Virginia Department of Corrections looks to UVA and VCU for help as prison medical costs rise

Allyn HodginsUncategorized

By Carly Kempler| December 31, 2019 at 5:18 PM EST – Updated January 1 at 7:46 AM

CHARLOTTESVILLE, V.A. (WVIR) – Prison healthcare in Virginia is a problem. Costs have gone up more than $100 million in the last 10 years.

The Virginia Department of Corrections (DOC) is looking to partner with the University of Virginia to provide better care to inmates and keep drug costs low.

In 2019 the General Assembly asked the Virginia Department of Corrections to team up with the UVA and VCU health systems.

“The General Assembly was likely looking for increased access to care for offenders. We have a lot of offsite appointments for specialists; being associated with the university like UVA could increase the retention of staff,” Chief Pharmacist at the DOC and Assistant Director of Health Services Trey Fuller said.

It comes after the state has seen rising costs and an increasingly older inmate population.

“The reality is now that we have no parole. Our inmate populations getting older, healthcare demands their needs are increasing and we just simply have to find a better way to provide for that care,” Creigh Deeds

According to a report from the Virginia House Appropriations Committee, prison health spending has nearly doubled from $120 million in 2007 to $230 million in 2019.

“It is frustrating, you know, particularly when you’re competing for dollars when we’ve got we’ve got to improve our educational program. We’ve got needs in our state parks,” Deeds said.

Supporters believe the partnership between the DOC and UVA will be three-fold: boost healthcare access, bring prescription drug costs down, and help with recruitment.

I absolutely think it will increase access to health care and access to highly qualified healthcare professionals, which is something we struggle with. People don’t come out of medical school and nursing school thinking I’m going to work in a prison,” Fuller said.

“Those positions are always going to be hard to fill and we have to, in my view, we have to figure out a better way to make those jobs desirable,” Deeds said.

Shannon Ellis is an attorney with the legal aid justice center. She’s spent years working on prisoner healthcare, specifically at Fluvanna Correctional Center for Women.

“It was built in the 90s with the idea that it was going to be almost a prison hospital,” Ellis said.

Fluvanna Correctional Center for Women is one of two prisons chosen as a pilot site for the proposed partnership with UVA.

We’re glad to hear that DOC is exploring greater partnerships with UVA, we’ve actually been urging that for years,” Ellis said.

That site, in particular, has a long legal history with the Legal Aid Justice Center. Just this year, several deaths at Fluvanna raised serious concerns for advocates.

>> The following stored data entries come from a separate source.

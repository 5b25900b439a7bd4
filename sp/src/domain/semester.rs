//! Semester domain type

use serde::{Deserialize, Serialize};

use super::course::{PlannedCourse, Term};

/// One planning period with a credit cap and an insertion-ordered course list
///
/// A course appears in at most one semester at any time; the plan store's
/// move operation is a single atomic detach+attach, never two independent
/// calls.
#[derive(Debug, Clone, PartialEq, Serialize, Deserialize)]
pub struct Semester {
    /// Unique identifier (e.g., "fall-2024")
    pub id: String,

    /// Term type
    #[serde(rename = "type")]
    pub term: Term,

    /// Calendar year the term falls in
    pub year: i32,

    /// Display label (e.g., "Fall Y1")
    pub label: String,

    /// Maximum credits before the cap warning fires
    pub max_credits: u32,

    /// Courses placed in this semester, in insertion order
    #[serde(default)]
    pub courses: Vec<PlannedCourse>,
}

impl Semester {
    /// Create an empty semester
    pub fn new(term: Term, year: i32, label: impl Into<String>, max_credits: u32) -> Self {
        Self {
            id: format!("{}-{}", term, year),
            term,
            year,
            label: label.into(),
            max_credits,
            courses: Vec::new(),
        }
    }

    /// Total credits currently placed, regardless of status
    pub fn planned_credits(&self) -> u32 {
        self.courses.iter().map(|c| c.course.credits).sum()
    }

    /// Whether a course with this id is placed here
    pub fn contains(&self, course_id: &str) -> bool {
        self.courses.iter().any(|c| c.course.id == course_id)
    }

    /// Look up a placed course by id
    pub fn find(&self, course_id: &str) -> Option<&PlannedCourse> {
        self.courses.iter().find(|c| c.course.id == course_id)
    }

    /// Chronological key: calendar year first, then term rank within it
    pub fn chron_key(&self) -> (i32, Term) {
        (self.year, self.term)
    }
}
//! Undo log - bounded stack of pre-mutation snapshots
//!
//! Process-lifetime only; never persisted. The log does no restoration
//! itself - applying a popped snapshot back onto the plan store is the
//! caller's responsibility, as a full-state replace.

use std::collections::VecDeque;
use tracing::debug;

use crate::domain::Semester;

/// Default number of retained snapshots
pub const DEFAULT_UNDO_CAPACITY: usize = 10;

/// One recorded snapshot with its human-readable description
#[derive(Debug, Clone)]
pub struct UndoEntry {
    /// What the mutation about to happen was (e.g., "Move CS-101 to Spring Y1")
    pub description: String,
    /// Deep copy of the semester sequence before the mutation
    pub semesters: Vec<Semester>,
}

/// Bounded snapshot stack, oldest entries evicted on overflow
pub struct UndoLog {
    entries: VecDeque<UndoEntry>,
    capacity: usize,
}

impl Default for UndoLog {
    fn default() -> Self {
        Self::new(DEFAULT_UNDO_CAPACITY)
    }
}

impl UndoLog {
    /// Create a log retaining at most `capacity` snapshots
    pub fn new(capacity: usize) -> Self {
        Self {
            entries: VecDeque::with_capacity(capacity),
            capacity: capacity.max(1),
        }
    }

    /// Push a snapshot, evicting the oldest entry if at capacity
    pub fn record(&mut self, description: impl Into<String>, semesters: Vec<Semester>) {
        let description = description.into();
        debug!(%description, depth = self.entries.len(), "UndoLog::record");
        if self.entries.len() == self.capacity {
            self.entries.pop_front();
        }
        self.entries.push_back(UndoEntry { description, semesters });
    }

    /// Remove and return the most recent snapshot
    pub fn pop(&mut self) -> Option<UndoEntry> {
        let entry = self.entries.pop_back();
        debug!(found = entry.is_some(), "UndoLog::pop");
        entry
    }

    /// Number of retained snapshots
    pub fn len(&self) -> usize {
        self.entries.len()
    }

    /// Whether the log has no snapshots
    pub fn is_empty(&self) -> bool {
        self.entries.is_empty()
    }

    /// Drop all snapshots (plan replaced wholesale)
    pub fn clear(&mut self) {
        self.entries.clear();
    }
}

“While some certainly were expected from women who were very ill, others have concerning circumstances that and were not expected,” Ellis said. “We’re talking about things like desperately needed medications not being available, lack of basic medical equipment like wheelchairs.”

For now, individuals from both health systems and the DOC are hoping to improve care but are still planning what the program will actually look like.

“Both the universities UVA VCU and DOC agreed that we needed a little time to figure out what that looks like. So we proposed some interim strategies,” Fuller said.

That could include UVA providing treatment for hepatitis C patients in Fluvanna.

Governor Northam’s proposed 2020 budget designates about $12 million spread across 2 years to go towards those interim strategies. The General Assembly and several committees will review the comprehensive partnership plan during its upcoming session and decide whether or not to fund it.